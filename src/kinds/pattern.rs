use std::fmt;
use std::ops::BitOr;

use regex::{Regex, RegexBuilder};

use super::{body_mismatch, shell_mismatch, FieldReader};
use crate::error::{Error, Result};
use crate::registry::TypeStrategy;
use crate::value::{Body, Fields, Instance, Object, Value};

/// Option bits of a [`Pattern`]. The bit values are part of the wire format.
#[derive(Copy, Clone, Debug, Default, PartialEq, Eq, Hash)]
pub struct PatternOptions(u32);

impl PatternOptions {
    pub const IGNORE_CASE: PatternOptions = PatternOptions(1);
    /// Whitespace and `#` comments in the source are ignored.
    pub const EXTENDED: PatternOptions = PatternOptions(2);
    /// `.` also matches a newline.
    pub const MULTILINE: PatternOptions = PatternOptions(4);

    const ALL: u32 = 7;

    pub fn empty() -> Self {
        PatternOptions(0)
    }

    /// Returns `None` if any unknown bit is set.
    pub fn from_bits(bits: u32) -> Option<Self> {
        if bits & !Self::ALL != 0 {
            None
        } else {
            Some(PatternOptions(bits))
        }
    }

    pub fn bits(&self) -> u32 {
        self.0
    }

    pub fn contains(&self, other: PatternOptions) -> bool {
        self.0 & other.0 == other.0
    }
}

impl BitOr for PatternOptions {
    type Output = PatternOptions;
    fn bitor(self, rhs: PatternOptions) -> PatternOptions {
        PatternOptions(self.0 | rhs.0)
    }
}

/// A compiled textual pattern. Two patterns are equal when their source and options are.
#[derive(Clone)]
pub struct Pattern {
    regex: Regex,
    options: PatternOptions,
}

impl Pattern {
    pub fn new(source: &str, options: PatternOptions) -> Result<Pattern, regex::Error> {
        let regex = RegexBuilder::new(source)
            .case_insensitive(options.contains(PatternOptions::IGNORE_CASE))
            .ignore_whitespace(options.contains(PatternOptions::EXTENDED))
            .dot_matches_new_line(options.contains(PatternOptions::MULTILINE))
            .build()?;
        Ok(Pattern { regex, options })
    }

    pub fn source(&self) -> &str {
        self.regex.as_str()
    }

    pub fn options(&self) -> PatternOptions {
        self.options
    }

    pub fn is_match(&self, text: &str) -> bool {
        self.regex.is_match(text)
    }

    pub fn regex(&self) -> &Regex {
        &self.regex
    }
}

impl PartialEq for Pattern {
    fn eq(&self, other: &Pattern) -> bool {
        self.source() == other.source() && self.options == other.options
    }
}

impl Eq for Pattern {}

impl fmt::Debug for Pattern {
    fn fmt(&self, f: &mut fmt::Formatter) -> fmt::Result {
        write!(f, "/{}/{}", self.source(), self.options.bits())
    }
}

impl From<Pattern> for Value {
    fn from(v: Pattern) -> Self {
        Value::Object(Object::new(Instance::new(
            PatternStrategy::TYPE_NAME,
            Body::Pattern(v),
        )))
    }
}

pub(crate) fn extract(p: &Pattern) -> Fields {
    let mut fields = Fields::with_capacity(2);
    fields.insert("s".into(), p.source().into());
    fields.insert("o".into(), p.options.bits().into());
    fields
}

pub struct PatternStrategy {
    name: String,
}

impl PatternStrategy {
    pub const TYPE_NAME: &'static str = "Regexp";

    pub fn named<S: Into<String>>(name: S) -> Self {
        Self { name: name.into() }
    }
}

impl Default for PatternStrategy {
    fn default() -> Self {
        Self::named(Self::TYPE_NAME)
    }
}

impl TypeStrategy for PatternStrategy {
    fn type_name(&self) -> &str {
        &self.name
    }

    fn allocate(&self) -> Result<Instance> {
        let blank = Pattern::new("", PatternOptions::empty()).map_err(Error::format)?;
        Ok(Instance::new(self.name.as_str(), Body::Pattern(blank)))
    }

    fn extract(&self, instance: &Instance) -> Result<Fields> {
        match instance.body() {
            Body::Pattern(p) => Ok(extract(p)),
            _ => Err(body_mismatch(&self.name, instance)),
        }
    }

    fn inject(&self, instance: &mut Instance, fields: Fields) -> Result<()> {
        let mut r = FieldReader::new(&self.name, fields);
        let source = r.string("s")?;
        let bits = r.narrow::<u32>("o")?;
        r.finish()?;
        let options = PatternOptions::from_bits(bits).ok_or_else(|| {
            Error::format(format!("{} has unknown option bits {:#x}", self.name, bits))
        })?;
        let pattern = Pattern::new(&source, options)
            .map_err(|e| Error::format(format!("{} doesn't compile: {}", self.name, e)))?;
        match instance.body_mut() {
            Body::Pattern(slot) => {
                *slot = pattern;
                Ok(())
            }
            _ => Err(shell_mismatch(&self.name)),
        }
    }
}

---

Problem details
Report how many lines of the records above contain the word "extract", giving only the number.

Task result
3